Sono in tre, sono inglesi e sanno bene cosa fanno. Gli Alt-J nascono nel 2007 e pubblicano il loro album di debutto (An Awesome Wave) nel 2012. Un disco che lascia la critica piuttosto spiazzata, considerata la massiccia mole innovativa che lo compone. A distanza di due anni, il 22 settembre corrente anno, pubblicano il loro secondo lavoro: This Is All Yours. Senza dubbio alcuno questo è stato uno degli album più attesi di questo 2014. Sarà che il precedente e pluripremiato (si veda il Mercury Prize) An Awesome Wave fu nel 2012 acclamato dalla critica come tra i migliori esordi di sempre, sarà perché, come diceva qualcuno, “Il secondo album è sempre il più difficile nella carriera di un artista”, sarà perché gli Alt-J sono riusciti a sfiorare le vette del mainstream internazionale con un sound talmente proprio e identitario da potersi dire tutt’altro che commerciale e sarà perché a gennaio di quest’anno hanno annunciato l’abbandono del bassista Gwil Sainsbury, tra lo scompiglio degli ormai già affezionatissimi fans e della band stessa.

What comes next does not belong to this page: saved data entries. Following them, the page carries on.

// SQLite RatingRepository Implementation
//
// The UNIQUE(item_id, rater) constraint backs the one-rating-per-item rule;
// a duplicate insert surfaces as Conflict through map_sqlx_error.

use crate::error::map_sqlx_error;
use async_trait::async_trait;
use sqlx::SqlitePool;
use tradepost_core::domain::Rating;
use tradepost_core::error::{AppError, Result};
use tradepost_core::port::RatingRepository;

pub struct SqliteRatingRepository {
    pool: SqlitePool,
}

impl SqliteRatingRepository {
    pub fn new(pool: SqlitePool) -> Self {
        Self { pool }
    }
}

#[async_trait]
impl RatingRepository for SqliteRatingRepository {
    async fn insert(&self, rating: &Rating) -> Result<()> {
        sqlx::query(
            r#"
            INSERT INTO ratings (id, seller, item_id, rater, score, created_at, updated_at)
            VALUES (?, ?, ?, ?, ?, ?, ?)
            "#,
        )
        .bind(&rating.id)
        .bind(&rating.seller)
        .bind(&rating.item_id)
        .bind(&rating.rater)
        .bind(rating.score)
        .bind(rating.created_at)
        .bind(rating.updated_at)
        .execute(&self.pool)
        .await
        .map_err(map_sqlx_error)?;

        Ok(())
    }

    async fn find_by_item_and_rater(
        &self,
        item_id: &str,
        rater: &str,
    ) -> Result<Option<Rating>> {
        let row = sqlx::query_as::<_, RatingRow>(
            "SELECT * FROM ratings WHERE item_id = ? AND rater = ?",
        )
        .bind(item_id)
        .bind(rater)
        .fetch_optional(&self.pool)
        .await
        .map_err(map_sqlx_error)?;

        Ok(row.map(|r| r.into_rating()))
    }

    async fn scores_for_seller(&self, seller: &str) -> Result<Vec<i32>> {
        let scores: Vec<i32> = sqlx::query_scalar("SELECT score FROM ratings WHERE seller = ?")
            .bind(seller)
            .fetch_all(&self.pool)
            .await
            .map_err(map_sqlx_error)?;

        Ok(scores)
    }

    async fn update(&self, rating: &Rating) -> Result<()> {
        let result = sqlx::query(
            r#"
            UPDATE ratings
            SET score = ?, updated_at = ?
            WHERE id = ?
            "#,
        )
        .bind(rating.score)
        .bind(rating.updated_at)
        .bind(&rating.id)
        .execute(&self.pool)
        .await
        .map_err(map_sqlx_error)?;

        if result.rows_affected() == 0 {
            return Err(AppError::NotFound(format!(
                "rating {} not found",
                rating.id
            )));
        }

        Ok(())
    }
}

/// SQLite row representation
#[derive(Debug, sqlx::FromRow)]
struct RatingRow {
    id: String,
    seller: String,
    item_id: String,
    rater: String,
    score: i32,
    created_at: i64,
    updated_at: i64,
}

impl RatingRow {
    fn into_rating(self) -> Rating {
        Rating {
            id: self.id,
            seller: self.seller,
            item_id: self.item_id,
            rater: self.rater,
            score: self.score,
            created_at: self.created_at,
            updated_at: self.updated_at,
        }
    }
}

#[cfg(test)]
mod tests {
    use super::*;
    use crate::{create_pool, run_migrations};

    async fn setup_repo() -> SqliteRatingRepository {
        let pool = create_pool("sqlite::memory:").await.unwrap();
        run_migrations(&pool).await.unwrap();
        SqliteRatingRepository::new(pool)
    }

    #[tokio::test]
    async fn test_duplicate_rating_is_conflict() {
        let repo = setup_repo().await;

        repo.insert(&Rating::new("r-1", "alice", "item-1", "bob", 5, 1000))
            .await
            .unwrap();

        let err = repo
            .insert(&Rating::new("r-2", "alice", "item-1", "bob", 1, 2000))
            .await
            .unwrap_err();
        assert!(err.is_conflict());

        // Same rater on a different item is fine
        repo.insert(&Rating::new("r-3", "alice", "item-2", "bob", 4, 3000))
            .await
            .unwrap();
    }

    #[tokio::test]
    async fn test_scores_for_seller_spans_items() {
        let repo = setup_repo().await;

        repo.insert(&Rating::new("r-1", "alice", "item-1", "bob", 5, 1000))
            .await
            .unwrap();
        repo.insert(&Rating::new("r-2", "alice", "item-2", "carol", 3, 2000))
            .await
            .unwrap();
        repo.insert(&Rating::new("r-3", "dave", "item-3", "bob", 1, 3000))
            .await
            .unwrap();

        let mut scores = repo.scores_for_seller("alice").await.unwrap();
        scores.sort();
        assert_eq!(scores, vec![3, 5]);
    }

    #[tokio::test]
    async fn test_update_changes_score() {
        let repo = setup_repo().await;

        let mut rating = Rating::new("r-1", "alice", "item-1", "bob", 2, 1000);
        repo.insert(&rating).await.unwrap();

        rating.score = 4;
        rating.updated_at = 2000;
        repo.update(&rating).await.unwrap();

        let found = repo
            .find_by_item_and_rater("item-1", "bob")
            .await
            .unwrap()
            .unwrap();
        assert_eq!(found.score, 4);
        assert_eq!(found.updated_at, 2000);
    }

    #[tokio::test]
    async fn test_update_missing_is_not_found() {
        let repo = setup_repo().await;

        let ghost = Rating::new("ghost", "alice", "item-1", "bob", 3, 1000);
        assert!(repo.update(&ghost).await.unwrap_err().is_not_found());
    }
}
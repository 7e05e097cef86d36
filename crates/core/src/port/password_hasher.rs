// Password Hasher Port (Phase 1)

use crate::error::{AppError, Result};

/// Password hashing interface.
///
/// `verify` returns Ok(false) on a wrong password; Err only for malformed
/// hashes or hasher failures.
pub trait PasswordHasher: Send + Sync {
    /// Hash a raw password into a PHC string
    fn hash(&self, password: &str) -> Result<String>;

    /// Check a raw password against a stored PHC string
    fn verify(&self, password: &str, hash: &str) -> Result<bool>;
}

/// Argon2id hasher (production)
pub struct Argon2PasswordHasher;

impl PasswordHasher for Argon2PasswordHasher {
    fn hash(&self, password: &str) -> Result<String> {
        use argon2::password_hash::{rand_core::OsRng, SaltString};
        use argon2::PasswordHasher as _;

        let salt = SaltString::generate(&mut OsRng);
        let hash = argon2::Argon2::default()
            .hash_password(password.as_bytes(), &salt)
            .map_err(|e| AppError::Internal(format!("password hashing failed: {}", e)))?;
        Ok(hash.to_string())
    }

    fn verify(&self, password: &str, hash: &str) -> Result<bool> {
        use argon2::password_hash::PasswordHash;
        use argon2::PasswordVerifier as _;

        let parsed = PasswordHash::new(hash)
            .map_err(|e| AppError::Internal(format!("stored password hash is malformed: {}", e)))?;
        match argon2::Argon2::default().verify_password(password.as_bytes(), &parsed) {
            Ok(()) => Ok(true),
            Err(argon2::password_hash::Error::Password) => Ok(false),
            Err(e) => Err(AppError::Internal(format!(
                "password verification failed: {}",
                e
            ))),
        }
    }
}

pub mod mocks {
    use super::*;

    /// Reversible fake hasher so unit tests avoid Argon2's cost
    pub struct PlainTextHasher;

    impl PasswordHasher for PlainTextHasher {
        fn hash(&self, password: &str) -> Result<String> {
            Ok(format!("plain${}", password))
        }

        fn verify(&self, password: &str, hash: &str) -> Result<bool> {
            Ok(hash == format!("plain${}", password))
        }
    }
}
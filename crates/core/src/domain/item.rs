// Item Domain Model (Phase 1 + Phase 2 queue field)

use serde::{Deserialize, Serialize};

use crate::domain::claim_queue::ClaimQueue;
use crate::domain::error::{DomainError, Result};
use crate::domain::user::UserId;

/// Item ID (UUID v4)
pub type ItemId = String;

/// Item listing entity
///
/// The claim queue is an embedded attribute of the item: created empty with
/// it, destroyed with it. Listing updates never touch the queue; queue
/// replaces never touch the listing columns (ADR-009).
#[derive(Debug, Clone, Serialize, Deserialize)]
pub struct Item {
    pub id: ItemId,
    pub seller: UserId,
    pub name: String,
    pub cost: i64,
    pub description: String,
    pub pictures: Vec<String>, // picture URLs
    pub contact: String,

    // Phase 2
    pub claim_queue: ClaimQueue,

    pub created_at: i64, // epoch ms
    pub updated_at: i64,
}

impl Item {
    /// Create a new Item with an empty claim queue
    pub fn new(
        id: impl Into<String>,
        seller: impl Into<String>,
        name: impl Into<String>,
        cost: i64,
        description: impl Into<String>,
        pictures: Vec<String>,
        contact: impl Into<String>,
        created_at: i64,
    ) -> Self {
        Self {
            id: id.into(),
            seller: seller.into(),
            name: name.into(),
            cost,
            description: description.into(),
            pictures,
            contact: contact.into(),
            claim_queue: ClaimQueue::new(),
            created_at,
            updated_at: created_at,
        }
    }
}

/// Partial update for an item listing; `None` fields stay untouched
#[derive(Debug, Clone, Default, Serialize, Deserialize)]
pub struct ItemUpdate {
    pub name: Option<String>,
    pub cost: Option<i64>,
    pub description: Option<String>,
    pub pictures: Option<Vec<String>>,
    pub contact: Option<String>,
}

impl ItemUpdate {
    pub fn is_empty(&self) -> bool {
        self.name.is_none()
            && self.cost.is_none()
            && self.description.is_none()
            && self.pictures.is_none()
            && self.contact.is_none()
    }
}

/// Validate an item name: non-blank
pub fn validate_name(name: &str) -> Result<()> {
    if name.trim().is_empty() {
        return Err(DomainError::ValidationError(
            "item name must not be empty".to_string(),
        ));
    }
    Ok(())
}

/// Validate an item cost: non-negative
pub fn validate_cost(cost: i64) -> Result<()> {
    if cost < 0 {
        return Err(DomainError::ValidationError(format!(
            "item cost must not be negative (got {})",
            cost
        )));
    }
    Ok(())
}

#[cfg(test)]
mod tests {
    use super::*;

    #[test]
    fn test_new_item_has_empty_queue() {
        let item = Item::new(
            "item-1",
            "seller-1",
            "couch",
            120,
            "well-loved",
            vec![],
            "seller@example.com",
            1000,
        );
        assert!(item.claim_queue.is_empty());
        assert_eq!(item.updated_at, item.created_at);
    }

    #[test]
    fn test_validate_name_rejects_blank() {
        assert!(validate_name("  ").is_err());
        assert!(validate_name("couch").is_ok());
    }

    #[test]
    fn test_validate_cost_rejects_negative() {
        assert!(validate_cost(-1).is_err());
        assert!(validate_cost(0).is_ok());
    }

    #[test]
    fn test_empty_update_detected() {
        assert!(ItemUpdate::default().is_empty());
        let update = ItemUpdate {
            cost: Some(50),
            ..Default::default()
        };
        assert!(!update.is_empty());
    }
}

Per capire dunque se la band sia riuscita a superare l’affannosa “prova del due” ci occorre premettere, per onestà intellettuale, un aspetto assai importante: This Is All Yours e An Awesome Wave sono dischi molto diversi tra loro. I ragazzi di Leeds con questo ultimo lavoro hanno certamente maturato un sound più introspettivo e spettrale, con chiari (e nemmeno troppo celati) richiami alla musica medievale (soprattutto dal punto di vista vocale, come si può notare in “Intro”) e alle sonorità soffuse alla Sigur Ròs (basti pensare a “Choice Kingdom”, settimo episodio della serie). Se cerchiamo singoli alla “Breezeblocks” o “Fitzpleasure”, per intenderci, rimarremo delusi. Non c’è traccia di quella brillante tensione metropolitana ben confusa con la furia della natura che caratterizzava le sonorità e le atmosfere dell’esordio. Da This Is All Yours traspaiono una cupezza disincantata e un’alienazione divertita. I bassi sintetizzati e le percussioni triggherate sono diventate assai meno invadenti e ci si sorprende un po’ quando con la bucolica “Warm Foothills” (decisamente l’episodio meno originale dell’opera) arriviamo ad essere cullati dolcemente, tra un fischio Folk e la delicatissima voce della gradita ospite Lianne La Havas. “Nara”, “Left Hand Free” e “Every Other Freckle” sono probabilmente i brani più significativi dell’intero disco. “Nara” è un inno alla libertà, dedica dichiarata alla città giapponese dove i cervi scorrazzano senza barriere o restrizioni di sorta, indicativa per capire il cambio introspettivo della band e che, insieme con il resto della trilogia (“Arrival in Nara”, “Leaving Nara”), sembra completare una preghiera pagana dai toni oscuri e processionali. “Left Hand Free”, capitolo numero cinque, è il brano più “radiofonico” e sembra volerci ricordare che questo “allontanamento dalla città” non è che un momento di passaggio, un po’ come lo è un secondo disco all’interno di una lunga carriera. “Every Other Freckle”, oltre ad essere una track dallo spessore non indifferente, è senza esitazioni un capitolo importante, rappresentando il legame diretto con le sonorità che valsero la fama del primo disco e quello che è il loro presente più contemporaneo. La traccia si presenta in piena dote di una grandissima coscienza d’arrangiamento e caratterizzata da una vena artistica naif ribelle e anarchica, che sfida la forma canzone classica e che punta dritto al futuro davanti a noi.
Niente più tempeste, dunque, niente onde imponenti in cui disperderci, ma un gradevolissimo viaggio lungo un’ora, che attraversa il tempo (sull’internet si vocifera che il disco sia stato registrato in una chiesa medievale) e che vuole superarlo, consapevole della maturità acquisita, capace ancora di sorprendere, pur se in maniera assai meno diretta. Per la seconda volta il giovane trio passa le selezioni e punta alla vetta, mantenendo le promesse fatte a suon di musica appena due anni fa. Tutte quelle promesse contenute in un’opera impressa su disco, sotto il titolo di An Awesome Wave.